→ **Given information**
^^^^
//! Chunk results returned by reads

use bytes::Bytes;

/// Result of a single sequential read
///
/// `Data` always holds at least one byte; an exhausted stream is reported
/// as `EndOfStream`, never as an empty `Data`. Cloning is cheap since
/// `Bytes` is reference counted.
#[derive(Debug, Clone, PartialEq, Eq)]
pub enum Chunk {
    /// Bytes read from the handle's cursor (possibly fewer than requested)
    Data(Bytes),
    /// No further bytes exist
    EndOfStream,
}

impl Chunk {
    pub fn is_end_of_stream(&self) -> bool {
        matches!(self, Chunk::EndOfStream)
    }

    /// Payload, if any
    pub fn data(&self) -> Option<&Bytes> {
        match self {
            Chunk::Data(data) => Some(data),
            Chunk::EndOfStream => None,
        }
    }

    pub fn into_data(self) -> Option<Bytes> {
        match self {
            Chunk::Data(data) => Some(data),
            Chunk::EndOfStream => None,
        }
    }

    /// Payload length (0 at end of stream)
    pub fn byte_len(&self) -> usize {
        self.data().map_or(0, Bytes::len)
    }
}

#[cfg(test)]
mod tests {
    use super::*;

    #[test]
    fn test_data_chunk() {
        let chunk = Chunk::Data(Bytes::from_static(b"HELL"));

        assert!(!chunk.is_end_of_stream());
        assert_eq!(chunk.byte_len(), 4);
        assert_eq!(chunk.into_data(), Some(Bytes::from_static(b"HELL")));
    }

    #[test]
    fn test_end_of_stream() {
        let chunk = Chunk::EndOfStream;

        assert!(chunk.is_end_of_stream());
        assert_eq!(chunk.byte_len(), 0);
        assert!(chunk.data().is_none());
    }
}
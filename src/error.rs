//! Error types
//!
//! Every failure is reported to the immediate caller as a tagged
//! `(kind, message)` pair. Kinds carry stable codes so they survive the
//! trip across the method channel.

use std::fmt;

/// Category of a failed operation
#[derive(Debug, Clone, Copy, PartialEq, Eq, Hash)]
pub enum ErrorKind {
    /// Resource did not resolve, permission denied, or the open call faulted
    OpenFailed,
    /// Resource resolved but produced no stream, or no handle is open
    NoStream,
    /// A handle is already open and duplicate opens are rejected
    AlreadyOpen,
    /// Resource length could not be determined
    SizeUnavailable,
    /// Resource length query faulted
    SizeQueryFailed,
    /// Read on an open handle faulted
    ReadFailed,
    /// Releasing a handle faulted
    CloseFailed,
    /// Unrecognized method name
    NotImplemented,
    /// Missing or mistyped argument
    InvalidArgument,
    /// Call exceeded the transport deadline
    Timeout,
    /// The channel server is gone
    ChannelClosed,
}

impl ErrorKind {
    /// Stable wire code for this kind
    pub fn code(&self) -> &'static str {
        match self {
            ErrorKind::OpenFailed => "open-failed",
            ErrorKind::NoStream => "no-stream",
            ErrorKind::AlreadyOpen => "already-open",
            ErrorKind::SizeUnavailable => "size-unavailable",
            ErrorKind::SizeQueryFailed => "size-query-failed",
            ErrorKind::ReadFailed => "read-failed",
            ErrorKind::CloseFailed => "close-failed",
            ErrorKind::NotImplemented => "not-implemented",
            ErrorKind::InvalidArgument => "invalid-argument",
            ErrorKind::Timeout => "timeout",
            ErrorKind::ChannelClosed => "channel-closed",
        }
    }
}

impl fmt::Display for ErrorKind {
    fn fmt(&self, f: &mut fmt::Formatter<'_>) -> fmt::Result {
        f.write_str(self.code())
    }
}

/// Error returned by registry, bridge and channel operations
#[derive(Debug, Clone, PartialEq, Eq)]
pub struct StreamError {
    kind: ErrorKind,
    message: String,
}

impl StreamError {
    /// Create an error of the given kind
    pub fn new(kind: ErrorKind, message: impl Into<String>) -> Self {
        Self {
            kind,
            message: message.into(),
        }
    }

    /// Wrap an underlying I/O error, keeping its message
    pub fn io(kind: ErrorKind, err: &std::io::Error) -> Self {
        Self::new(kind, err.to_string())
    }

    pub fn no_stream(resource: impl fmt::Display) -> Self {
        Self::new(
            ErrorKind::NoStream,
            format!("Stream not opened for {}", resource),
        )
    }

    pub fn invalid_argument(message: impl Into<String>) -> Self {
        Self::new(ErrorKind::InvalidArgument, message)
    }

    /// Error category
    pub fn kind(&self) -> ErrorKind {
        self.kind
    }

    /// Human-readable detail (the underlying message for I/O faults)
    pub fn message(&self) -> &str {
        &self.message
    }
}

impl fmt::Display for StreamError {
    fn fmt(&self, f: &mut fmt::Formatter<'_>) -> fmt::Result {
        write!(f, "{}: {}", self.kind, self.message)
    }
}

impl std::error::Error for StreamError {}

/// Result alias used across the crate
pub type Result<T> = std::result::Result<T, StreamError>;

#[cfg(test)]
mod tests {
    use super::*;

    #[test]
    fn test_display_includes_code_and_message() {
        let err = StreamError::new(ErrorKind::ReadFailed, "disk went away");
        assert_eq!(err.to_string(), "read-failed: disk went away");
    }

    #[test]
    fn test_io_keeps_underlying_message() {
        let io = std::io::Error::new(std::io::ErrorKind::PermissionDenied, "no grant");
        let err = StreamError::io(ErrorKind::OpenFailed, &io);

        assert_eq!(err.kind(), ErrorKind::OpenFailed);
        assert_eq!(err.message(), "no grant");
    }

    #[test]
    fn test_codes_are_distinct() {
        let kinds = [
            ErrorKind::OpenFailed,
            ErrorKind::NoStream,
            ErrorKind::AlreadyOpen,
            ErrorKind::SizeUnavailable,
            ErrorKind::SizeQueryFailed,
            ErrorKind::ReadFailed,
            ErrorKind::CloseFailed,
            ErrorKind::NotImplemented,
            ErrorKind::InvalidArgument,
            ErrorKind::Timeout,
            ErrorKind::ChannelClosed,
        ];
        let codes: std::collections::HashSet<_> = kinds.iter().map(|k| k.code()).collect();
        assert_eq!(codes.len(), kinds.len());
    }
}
^^^^
Show all lines from the data above in which the word "faulted" appears.

→ **Response**
    /// Resource did not resolve, permission denied, or the open call faulted
    /// Resource length query faulted
    /// Read on an open handle faulted
    /// Releasing a handle faulted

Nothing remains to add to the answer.